Get the Most from Google AI Max: The Good, Bad and the Hype

Get the Most from Google AI Max: The Good, Bad and the Hype

As Premier Partners and early adopters of Google’s latest updates, we’re sharing what we’ve found so far with their latest, AI Max for Search. And we don’t hold back.

Marketers are flooded with buzzwords, trending tools and new software solutions, especially with AI platforms shaping the trajectory for agencies. One of the latest shiny toys has been Google’s AI Max for Search.

Depending on who you ask, it’s either a secret weapon or a budget-sucking black hole. Let’s cut through the noise and see what this thing really does, without the fluff or wild promises.

What Even is Google AI Max?

Google AI Max is essentially a mash-up of tools Google already had, bundled all into one tidy switch. These include:

• Broad match (finds similar searches to your keywords)
• Dynamic Search Ads (writes and targets based on your website)
• Automatically Created Assets (generates headlines and descriptions for you)

But Google loves to slap ‘AI’ on everything, and AI Max is their newest attempt to convince advertisers they’re one click away from marketing nirvana. In simple terms, it’s a setting on Google Ads search campaigns which lets Google take more control than ever before and decides what search terms to show your ads for, how your ads are written, and which landing page users see.
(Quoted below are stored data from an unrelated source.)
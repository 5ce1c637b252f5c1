//! Task Queue (spec §4.3): a FIFO list in the cache with blocking pop and
//! at-most-once delivery. Tasks are JSON-encoded; `Dequeue` owns the task
//! once it returns — there is no acknowledgment protocol.

use std::collections::HashMap;
use std::time::Duration;

use serde::{Deserialize, Serialize};
use twilight_model::id::{
    marker::{ChannelMarker, GuildMarker, RoleMarker, UserMarker},
    Id,
};
use uuid::Uuid;

use crate::cache::{keys, Cache};

/// `Task` (spec §6 wire schema).
#[derive(Debug, Clone, Serialize, Deserialize)]
pub struct Task {
    pub task_id: String,
    #[serde(rename = "type")]
    pub kind: TaskKind,
    pub guild_id: Id<GuildMarker>,
    pub created_at: i64,
    pub payload: serde_json::Value,
}

#[derive(Debug, Clone, Copy, PartialEq, Eq, Serialize, Deserialize)]
#[serde(rename_all = "snake_case")]
pub enum TaskKind {
    OnboardingStart,
    OnboardingComplete,
}

/// The payload of an `onboarding_start` task.
#[derive(Debug, Clone, Serialize, Deserialize)]
pub struct StartPayload {
    pub user_id: Id<UserMarker>,
    pub category_id: Id<ChannelMarker>,
    pub worker_id: String,
    pub in_progress_role: Option<Id<RoleMarker>>,
    pub completed_role: Option<Id<RoleMarker>>,
    pub entrance_role: Option<Id<RoleMarker>>,
    /// Every other configured role id (milestone + attribute roles), keyed
    /// by the name used in the guild's onboarding config.
    #[serde(flatten)]
    pub roles: HashMap<String, Id<RoleMarker>>,
}

/// The payload of an `onboarding_complete` task.
#[derive(Debug, Clone, Copy, Serialize, Deserialize)]
pub struct CompletePayload {
    pub user_id: Id<UserMarker>,
    pub outcome: CompleteOutcome,
}

#[derive(Debug, Clone, Copy, PartialEq, Eq, Serialize, Deserialize)]
#[serde(rename_all = "snake_case")]
pub enum CompleteOutcome {
    Finished,
    Timeout,
    UserLeftVoice,
    Cancelled,
}

impl Task {
    pub fn start(guild_id: Id<GuildMarker>, payload: StartPayload, now: i64) -> Task {
        Task {
            task_id: Uuid::new_v4().to_string(),
            kind: TaskKind::OnboardingStart,
            guild_id,
            created_at: now,
            payload: serde_json::to_value(payload).expect("StartPayload always serializes"),
        }
    }

    pub fn complete(guild_id: Id<GuildMarker>, payload: CompletePayload, now: i64) -> Task {
        Task {
            task_id: Uuid::new_v4().to_string(),
            kind: TaskKind::OnboardingComplete,
            guild_id,
            created_at: now,
            payload: serde_json::to_value(payload).expect("CompletePayload always serializes"),
        }
    }

    pub fn start_payload(&self) -> Result<StartPayload, serde_json::Error> {
        serde_json::from_value(self.payload.clone())
    }
}

/// A handle to the task queue.
#[derive(Clone)]
pub struct Queue {
    cache: Cache,
}

#[derive(Debug, thiserror::Error)]
pub enum QueueError {
    #[error("cache error: {0}")]
    Redis(#[from] redis::RedisError),
    #[error("malformed task JSON: {0}")]
    Json(#[from] serde_json::Error),
}

impl Queue {
    pub fn new(cache: Cache) -> Queue {
        Queue { cache }
    }

    /// `Enqueue(task)`.
    pub async fn enqueue(&self, task: &Task) -> Result<(), QueueError> {
        let encoded = serde_json::to_string(task)?;
        self.cache.lpush(keys::task_queue(), &encoded).await?;
        Ok(())
    }

    /// `Dequeue(timeout): task | nil`. Blocks up to `timeout`.
    pub async fn dequeue(&self, timeout: Duration) -> Result<Option<Task>, QueueError> {
        match self.cache.brpop(keys::task_queue(), timeout).await? {
            Some(raw) => Ok(Some(serde_json::from_str(&raw)?)),
            None => Ok(None),
        }
    }
}

#[cfg(test)]
mod tests {
    use super::*;

    #[test]
    fn start_payload_round_trips_through_task() {
        let mut roles = HashMap::new();
        roles.insert("milestone_2".to_string(), Id::new(42));

        let payload = StartPayload {
            user_id: Id::new(1),
            category_id: Id::new(2),
            worker_id: "worker-a".to_string(),
            in_progress_role: Some(Id::new(3)),
            completed_role: None,
            entrance_role: None,
            roles,
        };

        let task = Task::start(Id::new(99), payload.clone(), 1_700_000_000);
        assert_eq!(task.kind, TaskKind::OnboardingStart);

        let decoded = task.start_payload().unwrap();
        assert_eq!(decoded.user_id, payload.user_id);
        assert_eq!(decoded.worker_id, payload.worker_id);
        assert_eq!(decoded.roles.get("milestone_2"), Some(&Id::new(42)));
    }

    #[test]
    fn task_json_round_trips() {
        let payload = CompletePayload {
            user_id: Id::new(5),
            outcome: CompleteOutcome::Timeout,
        };
        let task = Task::complete(Id::new(7), payload, 1_700_000_001);
        let encoded = serde_json::to_string(&task).unwrap();
        let decoded: Task = serde_json::from_str(&encoded).unwrap();
        assert_eq!(decoded.task_id, task.task_id);
        assert_eq!(decoded.kind, TaskKind::OnboardingComplete);
    }
}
Press it, and Google’s new feature gets free rein to ‘optimise’ your campaigns. It’s like handing your car keys to a robot and saying, “You drive. I’ll just nap.” Sometimes that works, sometimes you wake up in a ditch.

Should You Use AI Max?

The AI augmentation of existing search campaigns seeps far beyond keywords. Instead, this voyage to reach greater engagement can increase lead quality and conversions. But will it stop dead in the water? Or can it help your clients really get their ‘sales’ going?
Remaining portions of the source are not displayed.